O. : Au sein de l’UNamur, vous dirigez le laboratoire de l'URBE (Unité de Recherche en Biologie environnementale et évolutive). Quels sont vos axes de recherche ?
P.K. : Ils portent principalement sur l'analyse des réponses physiologiques, biochimiques et moléculaires des organismes aux perturbations de l'environnement (pollutions, réchauffement climatique...), sur l'écologie moléculaire et la génétique évolutive, ainsi que sur l'écologie des communautés et des milieux aquatiques. Actuellement, nous sommes impliqués dans plusieurs projets, notamment celui sur l'écotoxicologie liée aux micros et nanoplastiques. Nous travaillons sur des techniques innovantes pour évaluer la totalité des polluants, en particulier les 4700 PAH (Hydrocarbures Aromatiques Polycycliques). Un autre projet en cours concerne l'étude des problèmes de contamination des eaux de surface à l'échelle des rivières, avec un accent sur la santé environnementale. Pour ces différentes recherches, nous utilisons des modèles alternatifs tels que des larves de poisson, en particulier celles du poisson zèbre. Sa taille larvaire microscopique, ses automatisations, et sa capacité à fournir des informations pertinentes au niveau comportemental, physiologique et moléculaire en font un modèle efficace. Ses réponses face aux polluants sont potentiellement transposables à l'homme, offrant une analyse complète, rapide et moins coûteuse.

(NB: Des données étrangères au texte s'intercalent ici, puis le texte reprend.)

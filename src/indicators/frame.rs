/// Per-candle indicator assembly.
///
/// A frame carries every derived value for one candle. A None field means
/// "not yet computable" for that candle (warm-up window).
use crate::error::EngineError;
use crate::models::Candle;

use super::atr::atr_series;
use super::ema::ema_series;
use super::macd::macd_series;
use super::vwap::vwap_series;

/// Periods for every derived series.
#[derive(Debug, Clone, Copy, PartialEq, Eq)]
pub struct IndicatorParams {
    pub ema_short: usize,
    pub ema_long: usize,
    pub macd_fast: usize,
    pub macd_slow: usize,
    pub macd_signal: usize,
    pub vwap_lookback: usize,
    pub atr_period: usize,
}

impl Default for IndicatorParams {
    fn default() -> Self {
        Self {
            ema_short: 9,
            ema_long: 21,
            macd_fast: 12,
            macd_slow: 26,
            macd_signal: 9,
            vwap_lookback: 14,
            atr_period: 14,
        }
    }
}

impl IndicatorParams {
    /// Candles to skip before every frame field is defined, with a small
    /// guard margin so crossover detection always has a previous frame.
    pub fn warmup_len(&self) -> usize {
        let slowest = self
            .ema_long
            .max(self.macd_slow)
            .max(self.vwap_lookback)
            .max(self.atr_period);
        slowest + 2
    }
}

/// Derived values for a single candle.
#[derive(Debug, Clone, Copy, Default, PartialEq)]
pub struct IndicatorFrame {
    pub ema_short: Option<f64>,
    pub ema_long: Option<f64>,
    pub macd_line: Option<f64>,
    pub macd_signal: Option<f64>,
    pub macd_hist: Option<f64>,
    pub vwap_middle: Option<f64>,
    pub vwap_upper: Option<f64>,
    pub vwap_lower: Option<f64>,
    pub atr: Option<f64>,
}

/// Compute one frame per candle.
///
/// Fails with a computation error when an indicator hits an undefined
/// precondition (e.g. a zero-volume VWAP window).
pub fn compute_frames(
    candles: &[Candle],
    params: &IndicatorParams,
) -> Result<Vec<IndicatorFrame>, EngineError> {
    let closes: Vec<f64> = candles.iter().map(|c| c.close).collect();

    let ema_short = ema_series(&closes, params.ema_short);
    let ema_long = ema_series(&closes, params.ema_long);
    let macd = macd_series(
        &closes,
        params.macd_fast,
        params.macd_slow,
        params.macd_signal,
    );
    let vwap = vwap_series(candles, params.vwap_lookback)?;
    let atr = atr_series(candles, params.atr_period);

    let mut frames = Vec::with_capacity(candles.len());
    for i in 0..candles.len() {
        frames.push(IndicatorFrame {
            ema_short: ema_short.get(i).copied(),
            ema_long: ema_long.get(i).copied(),
            macd_line: macd[i].map(|p| p.line),
            macd_signal: macd[i].map(|p| p.signal),
            macd_hist: macd[i].map(|p| p.histogram),
            vwap_middle: vwap[i].map(|p| p.middle),
            vwap_upper: vwap[i].map(|p| p.upper),
            vwap_lower: vwap[i].map(|p| p.lower),
            atr: atr[i],
        });
    }

    Ok(frames)
}
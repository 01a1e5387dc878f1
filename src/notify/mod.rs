// Notification delivery module
//
// Best-effort trade notifications. Failures are logged and never
// propagate into the driver's tick.

use serde::Serialize;

use crate::models::{ExitReason, Side};

/// Events the engine reports to the outside world.
#[derive(Debug, Clone, Serialize)]
#[serde(tag = "kind", rename_all = "snake_case")]
pub enum NotifyEvent {
    PositionOpened {
        symbol: String,
        side: Side,
        amount: f64,
        price: f64,
        stop_loss: f64,
        take_profit_1: f64,
        take_profit_2: f64,
    },
    TakeProfit1Hit {
        symbol: String,
        side: Side,
        price: f64,
    },
    PositionClosed {
        symbol: String,
        side: Side,
        amount: f64,
        price: f64,
        reason: ExitReason,
        profit_pct: f64,
    },
    EntryRejected {
        symbol: String,
        reason: String,
    },
    Error {
        message: String,
    },
}

/// Fire-and-forget message sink.
pub trait Notifier {
    fn notify(&self, event: &NotifyEvent) -> impl std::future::Future<Output = ()> + Send;
}

/// Notifier that drops everything (backtests, tests).
#[derive(Debug, Clone, Copy, Default)]
pub struct NullNotifier;

impl Notifier for NullNotifier {
    async fn notify(&self, _event: &NotifyEvent) {}
}

/// Posts each event as JSON to a configured webhook.
#[derive(Clone)]
pub struct WebhookNotifier {
    client: reqwest::Client,
    url: String,
}

impl WebhookNotifier {
    pub fn new(url: String) -> Self {
        let client = reqwest::Client::builder()
            .timeout(std::time::Duration::from_secs(10))
            .build()
            .unwrap_or_default();
        Self { client, url }
    }
}

impl Notifier for WebhookNotifier {
    async fn notify(&self, event: &NotifyEvent) {
        match self.client.post(&self.url).json(event).send().await {
            Ok(response) if response.status().is_success() => {
                tracing::debug!("Notification delivered: {:?}", event);
            }
            Ok(response) => {
                tracing::warn!(
                    "Notification webhook returned {}: {:?}",
                    response.status(),
                    event
                );
            }
            Err(e) => {
                tracing::warn!("Failed to deliver notification: {}", e);
            }
        }
    }
}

O. : Face à ces divers polluants présents dans notre environnement, l’écotoxicologie peut-elle être source d’espoir pour l’avenir ?
P.K. : L'écotoxicologie joue en tout cas un rôle crucial dans la prise de conscience des problèmes environnementaux liés à divers polluants. Grâce à la contribution de l’écotoxicologie, l'humain a su mettre en place des régulations pour réduire les impacts environnementaux de ces polluants. Cependant, c'est un travail sans fin, car de nouvelles molécules apparaissent toujours. Mon espoir réside dans la capacité continue de la recherche à identifier, réglementer et réduire les impacts des polluants pour un environnement plus sain.